Next, we must have the "courage" - which may only be found beyond the fear-based ego - to make the switch from egocentric to God-centric consciousness. Here, we must "take heart," which is the fundamental meaning of 'courage', a word that comes from the French and Latin word for 'heart' - 'cour.' ("Fearlessness," Gandhi observed, "is the first requirement of spirituality. A coward can never be moral.")

Lastly, we must know "the difference" between what we can and cannot change at the moment we are disturbed. It is, thus, essential that we know there is the small "self" of ego-consciousness, and the higher "Self" of God-consciousness, and that there is a vast different to the thought processes and emotional reactions of both states. For it is only in this latter 'self-less' state that we can "accept that person, place, thing, or situation" which disturbs us "as being exactly the way it is supposed to be at this moment."

At Step Three in the 'Big Book' we read:
"This is the how and why of it. First of all, we had to quit playing God. It didn't work. Next, we decided that hereafter in this drama of life, God was going to be our Director. He is the Principal; we are His agents. He is the Father, and we are His children. Most good ideas are simple, and this concept was the keystone of the new and triumphant arch through which we passed to freedom."
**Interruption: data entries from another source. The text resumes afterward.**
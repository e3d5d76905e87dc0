//! Configuration file discovery

use std::path::{Path, PathBuf};

/// Configuration file locations (in order of precedence)
const CONFIG_LOCATIONS: &[&str] = &[
    "./route-smoke.yaml",
    "./route-smoke.yml",
    "./.route-smoke.yaml",
    "~/.config/route-smoke/config.yaml",
];

/// Find a configuration file in the standard locations
pub fn find_config_file() -> Option<PathBuf> {
    CONFIG_LOCATIONS
        .iter()
        .map(|location| expand_path(location))
        .find(|path| path.exists())
}

/// Expand a leading `~` to the home directory
fn expand_path(path: &str) -> PathBuf {
    match path.strip_prefix("~/") {
        Some(rest) => match dirs::home_dir() {
            Some(home) => home.join(rest),
            None => PathBuf::from(path),
        },
        None => PathBuf::from(path),
    }
}

pub(super) fn is_yaml_file(path: &Path) -> bool {
    path.extension()
        .map(|e| e == "yaml" || e == "yml")
        .unwrap_or(false)
}
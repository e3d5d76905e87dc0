//! Shared utilities

mod logger;
mod timer;

pub use logger::{init_logger, LogLevel};
pub use timer::{Deadline, Timer};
"When we sincerely took such a position, all sorts of remarkable things followed. We had a new Employer. Being all powerful, He provided what we needed, if we kept close to Him and performed His work well. Established on such a footing we became less and less interested in ourselves, our little plans and designs. More and more we became interested in seeing what we could contribute to life. As we felt new power flow in, as we enjoyed peace of mind, as we discovered we could face life successfully, as we became conscious of His presence, we began to lose our fear of today, tomorrow or the hereafter. We were reborn."
 Thus, if we ignore the "spiritual axiom" that in all instances of emotional disturbance it is we who are upset, all this falls away, and we are once again assuming sole responsibility to manage and direct a life which will immediately and rapidly spiral out of all control, resulting in emotional outbursts and actions we will later regret and have to make amends for - or it may result in much, much worse.

Tuesday, June 21, 2011

Worry and Fear vs. Serenity and Acceptance

"(A)cceptance is the answer to all my problems today. When I am disturbed, it is because I find some person, place, thing, or situation - some fact of my life - unacceptable to me, and I can find no serenity until I accept that person, place, thing or situation as being exactly the way it is supposed to be at this moment. Nothing, absolutely nothing happens in God's world by mistake. Until I could accept my alcoholism, I could not stay sober; unless I accept life completely on life's terms, I cannot be happy. I need to concentrate not so much on what needs to be changed in the world as on what needs to be changed in me and my attitudes."
[Alcoholics Anonymous, page 417.]
The opposite of acceptance is, of course, defiance - and we are told that defiance is "an outstanding trait of the alcoholic" - but the product of acceptance is serenity. It's opposite is calamity and fear, and the effect of egoic, calamitous thinking is to obscure the Ground of our Being and thus prevent us from establishing a conscious contact with the God of our understanding. But how do we practice this seemingly radical acceptance of every person, place, thing or situation in our life?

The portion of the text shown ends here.